Collected data:
□ □ □ □ □

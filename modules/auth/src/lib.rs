//! Account Registry Module for ACCTREG
//!
//! Maps addresses to polymorphic account records:
//! - Account number allocation
//! - Address-keyed storage and ordered iteration
//! - Module accounts
//! - Paginated, type-erased query surface
//! - Genesis import/export

pub mod keys;
pub mod account;
pub mod any;
pub mod codec;
pub mod address;
pub mod params;
pub mod sequence;
pub mod keeper;
pub mod query;
pub mod genesis;

pub use keys::*;
pub use account::*;
pub use any::*;
pub use codec::*;
pub use address::*;
pub use params::*;
pub use sequence::*;
pub use keeper::*;
pub use query::*;
pub use genesis::*;
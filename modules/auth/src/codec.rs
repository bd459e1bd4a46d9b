//! Binary encoding of stored accounts

use acctreg_core::{RegistryError, RegistryResult};

use crate::account::Account;

/// Encodes accounts for storage and decodes them back
pub trait AccountCodec: Send + Sync {
    fn marshal_account(&self, account: &Account) -> RegistryResult<Vec<u8>>;

    fn unmarshal_account(&self, bytes: &[u8]) -> RegistryResult<Account>;
}

/// Default codec: bincode over the tagged `Account` enum
#[derive(Debug, Clone, Copy, Default)]
pub struct BincodeAccountCodec;

impl AccountCodec for BincodeAccountCodec {
    fn marshal_account(&self, account: &Account) -> RegistryResult<Vec<u8>> {
        bincode::serialize(account).map_err(|e| RegistryError::SerializationError(e.to_string()))
    }

    fn unmarshal_account(&self, bytes: &[u8]) -> RegistryResult<Account> {
        bincode::deserialize(bytes).map_err(|e| RegistryError::DeserializationError(e.to_string()))
    }
}
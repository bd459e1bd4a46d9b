//! Core traits defining ACCTREG interfaces
//!
//! The registry never owns a database. Every read and write goes through one
//! of these traits on a store handle supplied by the caller, which is how the
//! caller's transaction scope reaches the registry.

/// Result type for ACCTREG operations
pub type RegistryResult<T> = Result<T, crate::error::RegistryError>;

/// Raw key/value pair yielded by store iterators
pub type KvPair = (Vec<u8>, Vec<u8>);

/// Owned store iterator.
///
/// Any backend resources held by the iterator are released when it is
/// dropped, whether it was exhausted, abandoned early, or unwound through.
pub type KvIter<'a> = Box<dyn Iterator<Item = RegistryResult<KvPair>> + 'a>;

/// Direction of a range scan
#[derive(Debug, Clone, Copy, PartialEq, Eq, Default)]
pub enum IterOrder {
    #[default]
    Ascending,
    Descending,
}

/// Read access to a key-value store
pub trait StateProvider: Send + Sync {
    /// Get a value by key
    fn get(&self, key: &[u8]) -> RegistryResult<Option<Vec<u8>>>;

    /// Check if a key exists
    fn exists(&self, key: &[u8]) -> RegistryResult<bool> {
        Ok(self.get(key)?.is_some())
    }

    /// Scan keys in `[start, end)` in the given order.
    ///
    /// `None` leaves that side of the range unbounded.
    fn iter_range(
        &self,
        start: Option<&[u8]>,
        end: Option<&[u8]>,
        order: IterOrder,
    ) -> RegistryResult<KvIter<'_>>;
}

/// Write access to a key-value store
pub trait StateMutator: StateProvider {
    /// Set a value
    fn set(&self, key: &[u8], value: &[u8]) -> RegistryResult<()>;

    /// Delete a key
    fn delete(&self, key: &[u8]) -> RegistryResult<()>;

    /// Apply a batch of changes atomically
    fn apply_batch(&self, changes: Vec<StateChange>) -> RegistryResult<()>;
}

/// State change operation
#[derive(Debug, Clone, PartialEq, Eq)]
pub enum StateChange {
    Set { key: Vec<u8>, value: Vec<u8> },
    Delete { key: Vec<u8> },
}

□ □ □ □ □

→ **WHAT TO PRODUCE**:
Would you copy every line of the entries in which "StateChange" appears?

→ **FINISHED TASK**:
    fn apply_batch(&self, changes: Vec<StateChange>) -> RegistryResult<()>;
pub enum StateChange {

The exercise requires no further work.